Comme des cavoodles nerveux, nous trouvons les nôtres pour nous aider à traverser

Par coïncidence ou par le destin, les étapes de la vie se regroupent. C’est ce que je me disais un week-end sur deux, lorsque j’enfilais une jolie nouvelle tenue et que je mangeais de la charcuterie avec des amis d’amis lors d’une énième fête de 30 ans. Je suppose que c’est ce que je me dirai un week-end sur deux, lorsque j’enfilerai le même twinset noir et que je mangerai de la charcuterie avec des amis d’amis lors d’un autre enterrement.

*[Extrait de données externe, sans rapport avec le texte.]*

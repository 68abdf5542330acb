//! Remote command execution over SSH.
//!
//! Remote failures are data, not errors: an unreachable host, a non-zero
//! exit and a local timeout all come back as an [`ExecOutput`] whose status
//! says what happened.

use serde::{Deserialize, Serialize};
use std::io::Read;
use std::process::{Command, ExitStatus, Stdio};
use std::thread;
use std::time::{Duration, Instant};
use tracing::debug;

#[derive(Debug, Clone, PartialEq, Eq)]
pub enum ExecStatus {
    Exited(i32),
    Signaled,
    TimedOut,
    SpawnFailed(String),
}

impl ExecStatus {
    fn from_exit(status: ExitStatus) -> Self {
        status
            .code()
            .map(ExecStatus::Exited)
            .unwrap_or(ExecStatus::Signaled)
    }

    /// Numeric form for error messages; -1 when the process never exited.
    pub fn code(&self) -> i32 {
        match self {
            ExecStatus::Exited(code) => *code,
            _ => -1,
        }
    }
}

#[derive(Debug, Clone, PartialEq)]
pub struct ExecOutput {
    pub status: ExecStatus,
    /// stdout followed by stderr.
    pub output: String,
    pub elapsed: Duration,
}

impl ExecOutput {
    pub fn success(&self) -> bool {
        self.status == ExecStatus::Exited(0)
    }

    /// Last non-empty lines, for error messages.
    pub fn tail(&self, lines: usize) -> String {
        let kept: Vec<&str> = self
            .output
            .lines()
            .filter(|l| !l.trim().is_empty())
            .collect();
        let start = kept.len().saturating_sub(lines);
        kept[start..].join("\n")
    }
}

pub trait RemoteExec {
    fn exec(
        &self,
        host: &str,
        command: &str,
        timeout: Duration,
        jump_host: Option<&str>,
    ) -> ExecOutput;
}

#[derive(Debug, Clone, PartialEq, Serialize, Deserialize)]
#[serde(default)]
pub struct SshSettings {
    pub user: String,
    pub binary: String,
    pub connect_timeout_secs: u64,
    pub identity_file: Option<String>,
    pub forward_agent: bool,
    pub extra_options: Vec<String>,
}

impl Default for SshSettings {
    fn default() -> Self {
        Self {
            user: "root".to_string(),
            binary: "ssh".to_string(),
            connect_timeout_secs: 10,
            identity_file: None,
            forward_agent: true,
            extra_options: Vec::new(),
        }
    }
}

pub struct SshExecutor {
    settings: SshSettings,
}

impl SshExecutor {
    pub fn new(settings: SshSettings) -> Self {
        Self { settings }
    }

    /// Arguments passed to the ssh binary, command last.
    pub fn args(&self, host: &str, command: &str, jump_host: Option<&str>) -> Vec<String> {
        let s = &self.settings;
        let mut args: Vec<String> = [
            "StrictHostKeyChecking=no".to_string(),
            "UserKnownHostsFile=/dev/null".to_string(),
            format!("ConnectTimeout={}", s.connect_timeout_secs),
            "BatchMode=yes".to_string(),
            "LogLevel=ERROR".to_string(),
        ]
        .into_iter()
        .chain(s.extra_options.iter().cloned())
        .flat_map(|opt| ["-o".to_string(), opt])
        .collect();
        if let Some(identity) = &s.identity_file {
            args.push("-i".to_string());
            args.push(identity.clone());
        }
        if s.forward_agent {
            args.push("-A".to_string());
        }
        if let Some(jump) = jump_host {
            args.push("-J".to_string());
            args.push(format!("{}@{}", s.user, jump));
        }
        args.push(format!("{}@{}", s.user, host));
        args.push(command.to_string());
        args
    }
}

impl RemoteExec for SshExecutor {
    fn exec(
        &self,
        host: &str,
        command: &str,
        timeout: Duration,
        jump_host: Option<&str>,
    ) -> ExecOutput {
        debug!(host, jump = jump_host.unwrap_or("-"), "ssh exec: {}", command);
        let mut cmd = Command::new(&self.settings.binary);
        cmd.args(self.args(host, command, jump_host));
        let captured = run_captured(cmd, timeout);
        let mut output = captured.stdout;
        output.push_str(&captured.stderr);
        ExecOutput {
            status: captured.status,
            output,
            elapsed: captured.elapsed,
        }
    }
}

pub(crate) struct Captured {
    pub status: ExecStatus,
    pub stdout: String,
    pub stderr: String,
    pub elapsed: Duration,
}

fn drain<R: Read + Send + 'static>(pipe: Option<R>) -> thread::JoinHandle<Vec<u8>> {
    thread::spawn(move || {
        let mut buf = Vec::new();
        if let Some(mut pipe) = pipe {
            let _ = pipe.read_to_end(&mut buf);
        }
        buf
    })
}

/// Runs a local process to completion or until `timeout`, capturing both
/// streams. The child is killed on timeout.
pub(crate) fn run_captured(mut cmd: Command, timeout: Duration) -> Captured {
    let started = Instant::now();
    cmd.stdin(Stdio::null());
    cmd.stdout(Stdio::piped());
    cmd.stderr(Stdio::piped());
    let mut child = match cmd.spawn() {
        Ok(child) => child,
        Err(e) => {
            return Captured {
                status: ExecStatus::SpawnFailed(e.to_string()),
                stdout: String::new(),
                stderr: e.to_string(),
                elapsed: started.elapsed(),
            }
        }
    };
    let stdout = drain(child.stdout.take());
    let stderr = drain(child.stderr.take());

    let deadline = started + timeout;
    let status = loop {
        match child.try_wait() {
            Ok(Some(status)) => break ExecStatus::from_exit(status),
            Ok(None) if Instant::now() >= deadline => {
                let _ = child.kill();
                let _ = child.wait();
                break ExecStatus::TimedOut;
            }
            Ok(None) => thread::sleep(Duration::from_millis(100)),
            Err(e) => break ExecStatus::SpawnFailed(e.to_string()),
        }
    };

    let stdout = stdout.join().unwrap_or_default();
    let stderr = stderr.join().unwrap_or_default();
    Captured {
        status,
        stdout: String::from_utf8_lossy(&stdout).to_string(),
        stderr: String::from_utf8_lossy(&stderr).to_string(),
        elapsed: started.elapsed(),
    }
}

/// Calls `check` every `interval` until it returns true or `timeout`
/// elapses. `check` always runs at least once.
pub fn poll_until<F: FnMut() -> bool>(interval: Duration, timeout: Duration, mut check: F) -> bool {
    let deadline = Instant::now() + timeout;
    loop {
        if check() {
            return true;
        }
        if Instant::now() + interval > deadline {
            return false;
        }
        thread::sleep(interval);
    }
}

pub(crate) fn shell_quote(s: &str) -> String {
    if s.is_empty() {
        "''".to_string()
    } else if s
        .chars()
        .all(|c| c.is_ascii_alphanumeric() || "-_./:=".contains(c))
    {
        s.to_string()
    } else {
        format!("'{}'", s.replace('\'', "'\"'\"'"))
    }
}

#[cfg(test)]
mod tests {
    use super::*;

    #[test]
    fn ssh_args_use_proxy_jump_and_batch_mode() {
        let ssh = SshExecutor::new(SshSettings::default());
        let args = ssh.args("10.0.0.5", "redis-cli ping", Some("203.0.113.7"));
        assert_eq!(args.last().map(String::as_str), Some("redis-cli ping"));
        assert_eq!(args[args.len() - 2], "root@10.0.0.5");
        let jump = args.iter().position(|a| a == "-J").expect("jump flag");
        assert_eq!(args[jump + 1], "root@203.0.113.7");
        assert!(args.contains(&"BatchMode=yes".to_string()));
        assert!(args.contains(&"StrictHostKeyChecking=no".to_string()));
        assert!(args.contains(&"-A".to_string()));

        let direct = ssh.args("10.0.0.5", "true", None);
        assert!(!direct.contains(&"-J".to_string()));
    }

    #[test]
    fn run_captured_reports_exit_codes_and_output() {
        let mut cmd = Command::new("sh");
        cmd.args(["-c", "echo out; echo err >&2; exit 3"]);
        let captured = run_captured(cmd, Duration::from_secs(10));
        assert_eq!(captured.status, ExecStatus::Exited(3));
        assert_eq!(captured.stdout.trim(), "out");
        assert_eq!(captured.stderr.trim(), "err");
    }

    #[test]
    fn run_captured_kills_on_timeout() {
        let mut cmd = Command::new("sleep");
        cmd.arg("5");
        let captured = run_captured(cmd, Duration::from_millis(200));
        assert_eq!(captured.status, ExecStatus::TimedOut);
        assert!(captured.elapsed < Duration::from_secs(5));
    }

    #[test]
    fn missing_binary_is_a_spawn_failure_not_a_panic() {
        let cmd = Command::new("/nonexistent/ssh-binary");
        let captured = run_captured(cmd, Duration::from_secs(1));
        assert!(matches!(captured.status, ExecStatus::SpawnFailed(_)));
    }

    #[test]
    fn poll_until_checks_at_least_once_and_stops_at_timeout() {
        let mut calls = 0;
        let ok = poll_until(Duration::from_millis(5), Duration::ZERO, || {
            calls += 1;
            false
        });
        assert!(!ok);
        assert_eq!(calls, 1);

        let mut countdown = 3;
        let ok = poll_until(Duration::from_millis(1), Duration::from_secs(5), || {
            countdown -= 1;
            countdown == 0
        });
        assert!(ok);
    }

    #[test]
    fn tail_skips_blank_lines() {
        let out = ExecOutput {
            status: ExecStatus::Exited(1),
            output: "a\n\nb\nc\n\n".to_string(),
            elapsed: Duration::ZERO,
        };
        assert_eq!(out.tail(2), "b\nc");
        assert!(!out.success());
    }

    #[test]
    fn shell_quote_wraps_unsafe_values() {
        assert_eq!(shell_quote("MEILI_MAX_INDEXING_THREADS=4"), "MEILI_MAX_INDEXING_THREADS=4");
        assert_eq!(shell_quote("it's"), "'it'\"'\"'s'");
    }
}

De la conception jusqu’à la mort naturelle, il est réconfortant de savoir que nous ne sommes jamais seuls longtemps dans nos expériences. Nous faisons grandir nos yeux à peu près en même temps que nos pairs, nous prenons nos premières respirations, levons la tête haute, apprenons à marcher, apprenons à parler, sommes captivés par des programmes pour enfants stridents et répétitifs apparemment conçus pour tester la volonté de vivre de nos parents, partons aller à l’école, perdre des dents, découvrir des sautes d’humeur, découvrir l’indépendance et commencer notre vie. Un moment, nous sommes de petits zygotes, le suivant, nous transpirons à travers nos robes Reformation lors de mariages viticoles inhabituellement chauds pour la saison.

Crédit: Robin Cowcher

Une partie de cela est culturelle. Notre société connaît des passages à l’âge adulte distincts, des marqueurs de progression vers l’âge adulte : grands anniversaires, premiers foyers, premiers amours, grandes réalisations, et le plus souvent, nous suivons le chemin qui nous est tracé. Pourquoi s’écarter du plan ? Pourquoi perturber un ordre apparemment naturel ?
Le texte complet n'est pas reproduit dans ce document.